- _WORK INSTRUCTIONS_
A single count is required: the lines of the data below in which the word "candidates" occurs.

Dataset records

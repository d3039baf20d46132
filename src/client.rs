//! Gemini API client
//!
//! Wraps the single `generateContent` call the planner needs behind the
//! [`Generator`] trait, so the planner never sees the provider's request or
//! response schema:
//! - request: prompt text, web + maps search tools, optional location bias
//! - response: concatenated candidate text plus grounding chunks

use serde::Deserialize;
use serde_json::{Value, json};
use std::time::Duration;
use tracing::{debug, warn};

use crate::error::PlanError;
use crate::metadata::USER_AGENT;
use crate::types::{GroundingLink, LatLng, deserialize_links};

pub const DEFAULT_ENDPOINT: &str = "https://generativelanguage.googleapis.com/v1beta";
pub const DEFAULT_MODEL: &str = "gemini-3-flash-preview";
pub const DEFAULT_TIMEOUT_SECS: u64 = 120;

/// Candidate finish reasons that mean the answer was withheld by a filter.
const BLOCKING_FINISH_REASONS: [&str; 5] =
    ["SAFETY", "PROHIBITED_CONTENT", "BLOCKLIST", "SPII", "RECITATION"];

/// Retrieval tools requested alongside the prompt.
#[derive(Clone, Copy, Debug, PartialEq)]
pub struct ToolConfig {
    pub web_search: bool,
    pub maps_search: bool,
    pub location: Option<LatLng>,
}

impl ToolConfig {
    /// Web and maps search, biased towards `location` when known.
    pub fn grounded(location: Option<LatLng>) -> Self {
        Self {
            web_search: true,
            maps_search: true,
            location,
        }
    }
}

/// What came back from one generation call.
#[derive(Clone, Debug, Default, PartialEq)]
pub struct Generation {
    pub text: Option<String>,
    pub links: Vec<GroundingLink>,
}

pub trait Generator: Send + Sync {
    /// Whether a credential is available. Checked before any call is made.
    fn credential_configured(&self) -> bool;

    fn generate(&self, prompt: &str, tools: &ToolConfig) -> Result<Generation, PlanError>;
}

#[derive(Debug, Clone)]
pub struct GeminiConfig {
    pub endpoint: String,
    pub model: String,
    pub api_key: Option<String>,
    pub timeout: Duration,
}

impl Default for GeminiConfig {
    fn default() -> Self {
        Self {
            endpoint: DEFAULT_ENDPOINT.to_string(),
            model: DEFAULT_MODEL.to_string(),
            api_key: None,
            timeout: Duration::from_secs(DEFAULT_TIMEOUT_SECS),
        }
    }
}

pub struct GeminiClient {
    agent: ureq::Agent,
    endpoint: String,
    model: String,
    api_key: Option<String>,
}

impl GeminiClient {
    pub fn new(config: GeminiConfig) -> Self {
        let agent = ureq::AgentBuilder::new()
            .timeout(config.timeout)
            .user_agent(USER_AGENT)
            .build();
        Self {
            agent,
            endpoint: config.endpoint.trim_end_matches('/').to_string(),
            model: config.model,
            api_key: config.api_key.filter(|k| !k.trim().is_empty()),
        }
    }

    fn url(&self) -> String {
        format!("{}/models/{}:generateContent", self.endpoint, self.model)
    }
}

impl Generator for GeminiClient {
    fn credential_configured(&self) -> bool {
        self.api_key.is_some()
    }

    fn generate(&self, prompt: &str, tools: &ToolConfig) -> Result<Generation, PlanError> {
        let api_key = self.api_key.as_deref().ok_or(PlanError::Configuration)?;
        let url = self.url();
        debug!(%url, prompt_len = prompt.len(), "calling generateContent");

        let response = self
            .agent
            .post(&url)
            .set("x-goog-api-key", api_key)
            .send_json(request_body(prompt, tools));

        match response {
            Ok(response) => {
                let parsed: GenerateContentResponse = response.into_json().map_err(|e| {
                    PlanError::Upstream(format!("Unreadable response from the AI service: {e}"))
                })?;
                parsed.into_generation()
            }
            Err(ureq::Error::Status(code, response)) => {
                let body = response.into_string().unwrap_or_default();
                warn!(status = code, "generateContent failed");
                Err(PlanError::upstream(upstream_message(&body)))
            }
            Err(ureq::Error::Transport(transport)) => {
                warn!(error = %transport, "generateContent transport failure");
                Err(PlanError::upstream(Some(transport.to_string())))
            }
        }
    }
}

pub fn request_body(prompt: &str, tools: &ToolConfig) -> Value {
    let mut tool_list = Vec::new();
    if tools.web_search {
        tool_list.push(json!({ "googleSearch": {} }));
    }
    if tools.maps_search {
        tool_list.push(json!({ "googleMaps": {} }));
    }

    let mut body = json!({
        "contents": [{ "role": "user", "parts": [{ "text": prompt }] }],
    });
    if !tool_list.is_empty() {
        body["tools"] = Value::Array(tool_list);
    }
    if let Some(location) = tools.location {
        body["toolConfig"] = json!({
            "retrievalConfig": {
                "latLng": {
                    "latitude": location.latitude,
                    "longitude": location.longitude,
                }
            }
        });
    }
    body
}

/// The `error.message` field of an API error body, if any.
pub fn upstream_message(body: &str) -> Option<String> {
    let value: Value = serde_json::from_str(body).ok()?;
    value
        .pointer("/error/message")
        .and_then(Value::as_str)
        .map(str::to_string)
        .filter(|m| !m.trim().is_empty())
}

#[derive(Debug, Default, Deserialize)]
#[serde(rename_all = "camelCase")]
pub struct GenerateContentResponse {
    #[serde(default)]
    candidates: Vec<Candidate>,
    #[serde(default)]
    prompt_feedback: Option<PromptFeedback>,
}

#[derive(Debug, Default, Deserialize)]
#[serde(rename_all = "camelCase")]
struct Candidate {
    #[serde(default)]
    content: Option<CandidateContent>,
    #[serde(default)]
    grounding_metadata: Option<GroundingMetadata>,
    #[serde(default)]
    finish_reason: Option<String>,
}

#[derive(Debug, Default, Deserialize)]
struct CandidateContent {
    #[serde(default)]
    parts: Vec<Part>,
}

#[derive(Debug, Default, Deserialize)]
struct Part {
    #[serde(default)]
    text: Option<String>,
    #[serde(default)]
    thought: bool,
}

#[derive(Debug, Default, Deserialize)]
#[serde(rename_all = "camelCase")]
struct GroundingMetadata {
    #[serde(default, deserialize_with = "deserialize_links")]
    grounding_chunks: Vec<GroundingLink>,
}

#[derive(Debug, Default, Deserialize)]
#[serde(rename_all = "camelCase")]
struct PromptFeedback {
    #[serde(default)]
    block_reason: Option<String>,
}

impl GenerateContentResponse {
    /// Text of the first candidate (thought parts skipped) and its grounding
    /// links. A prompt or candidate blocked by safety filters is an upstream
    /// error.
    pub fn into_generation(self) -> Result<Generation, PlanError> {
        let Some(candidate) = self.candidates.into_iter().next() else {
            if let Some(reason) = self.prompt_feedback.and_then(|f| f.block_reason) {
                return Err(PlanError::Upstream(format!(
                    "The request was blocked by the AI service ({reason})"
                )));
            }
            return Ok(Generation::default());
        };

        let text: String = candidate
            .content
            .map(|c| c.parts)
            .unwrap_or_default()
            .into_iter()
            .filter(|p| !p.thought)
            .filter_map(|p| p.text)
            .collect();
        let text = Some(text).filter(|t| !t.trim().is_empty());
        let blocked = candidate
            .finish_reason
            .filter(|r| BLOCKING_FINISH_REASONS.contains(&r.as_str()));
        if let (None, Some(reason)) = (&text, blocked) {
            return Err(PlanError::Upstream(format!(
                "The response was blocked by the AI service ({reason})"
            )));
        }
        let links = candidate
            .grounding_metadata
            .map(|m| m.grounding_chunks)
            .unwrap_or_default();

        Ok(Generation { text, links })
    }
}

#[cfg(test)]
mod tests {
    use super::*;

    fn parse(value: Value) -> Result<Generation, PlanError> {
        serde_json::from_value::<GenerateContentResponse>(value)
            .unwrap()
            .into_generation()
    }

    #[test]
    fn body_requests_both_tools_and_location() {
        let tools = ToolConfig::grounded(Some(LatLng {
            latitude: 49.2,
            longitude: 16.6,
        }));
        let body = request_body("plan it", &tools);
        assert_eq!(body["contents"][0]["parts"][0]["text"], "plan it");
        assert_eq!(
            body["tools"],
            json!([{ "googleSearch": {} }, { "googleMaps": {} }])
        );
        assert_eq!(
            body["toolConfig"]["retrievalConfig"]["latLng"]["latitude"],
            49.2
        );
    }

    #[test]
    fn body_omits_tool_config_without_location() {
        let body = request_body("plan it", &ToolConfig::grounded(None));
        assert!(body.get("toolConfig").is_none());
    }

    #[test]
    fn response_text_and_links() {
        let generation = parse(json!({
            "candidates": [{
                "content": { "parts": [
                    { "text": "thinking", "thought": true },
                    { "text": "# Trip\n" },
                    { "text": "* Day 1" }
                ]},
                "groundingMetadata": { "groundingChunks": [
                    { "web": { "uri": "https://a.example", "title": "A" } },
                    { "maps": { "uri": "https://maps.example/b", "title": "B" } }
                ]}
            }]
        }))
        .unwrap();
        assert_eq!(generation.text.as_deref(), Some("# Trip\n* Day 1"));
        assert_eq!(
            generation.links,
            vec![
                GroundingLink::web("https://a.example", "A"),
                GroundingLink::maps("https://maps.example/b", "B"),
            ]
        );
    }

    #[test]
    fn blank_or_missing_text_is_none() {
        let generation =
            parse(json!({ "candidates": [{ "content": { "parts": [{ "text": "  " }] } }] }))
                .unwrap();
        assert_eq!(generation.text, None);
        assert_eq!(parse(json!({})).unwrap(), Generation::default());
    }

    #[test]
    fn blocked_prompt_is_upstream_error() {
        let err = parse(json!({ "promptFeedback": { "blockReason": "SAFETY" } })).unwrap_err();
        assert!(matches!(err, PlanError::Upstream(m) if m.contains("SAFETY")));
    }

    #[test]
    fn blocked_candidate_is_upstream_error() {
        let err = parse(json!({
            "candidates": [{ "finishReason": "SAFETY", "safetyRatings": [] }]
        }))
        .unwrap_err();
        assert!(matches!(err, PlanError::Upstream(m) if m.contains("SAFETY")));
    }

    #[test]
    fn finished_candidate_with_text_is_kept() {
        let generation = parse(json!({
            "candidates": [{
                "content": { "parts": [{ "text": "# Trip" }] },
                "finishReason": "STOP"
            }]
        }))
        .unwrap();
        assert_eq!(generation.text.as_deref(), Some("# Trip"));

        let empty = parse(json!({ "candidates": [{ "finishReason": "STOP" }] })).unwrap();
        assert_eq!(empty.text, None);
    }

    #[test]
    fn error_body_message() {
        assert_eq!(
            upstream_message(r#"{"error":{"code":429,"message":"Quota exceeded"}}"#).as_deref(),
            Some("Quota exceeded")
        );
        assert_eq!(upstream_message("<html>bad gateway</html>"), None);
        assert_eq!(upstream_message(r#"{"error":{"message":""}}"#), None);
    }

    #[test]
    fn missing_key_is_not_configured() {
        let client = GeminiClient::new(GeminiConfig {
            api_key: Some("   ".into()),
            ..GeminiConfig::default()
        });
        assert!(!client.credential_configured());
        assert!(matches!(
            client.generate("x", &ToolConfig::grounded(None)),
            Err(PlanError::Configuration)
        ));
    }

    #[test]
    fn url_uses_model_and_trimmed_endpoint() {
        let client = GeminiClient::new(GeminiConfig {
            endpoint: "http://localhost:9000/v1beta/".into(),
            model: "gemini-test".into(),
            ..GeminiConfig::default()
        });
        assert_eq!(
            client.url(),
            "http://localhost:9000/v1beta/models/gemini-test:generateContent"
        );
    }
}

- _WRITTEN ANSWER_
7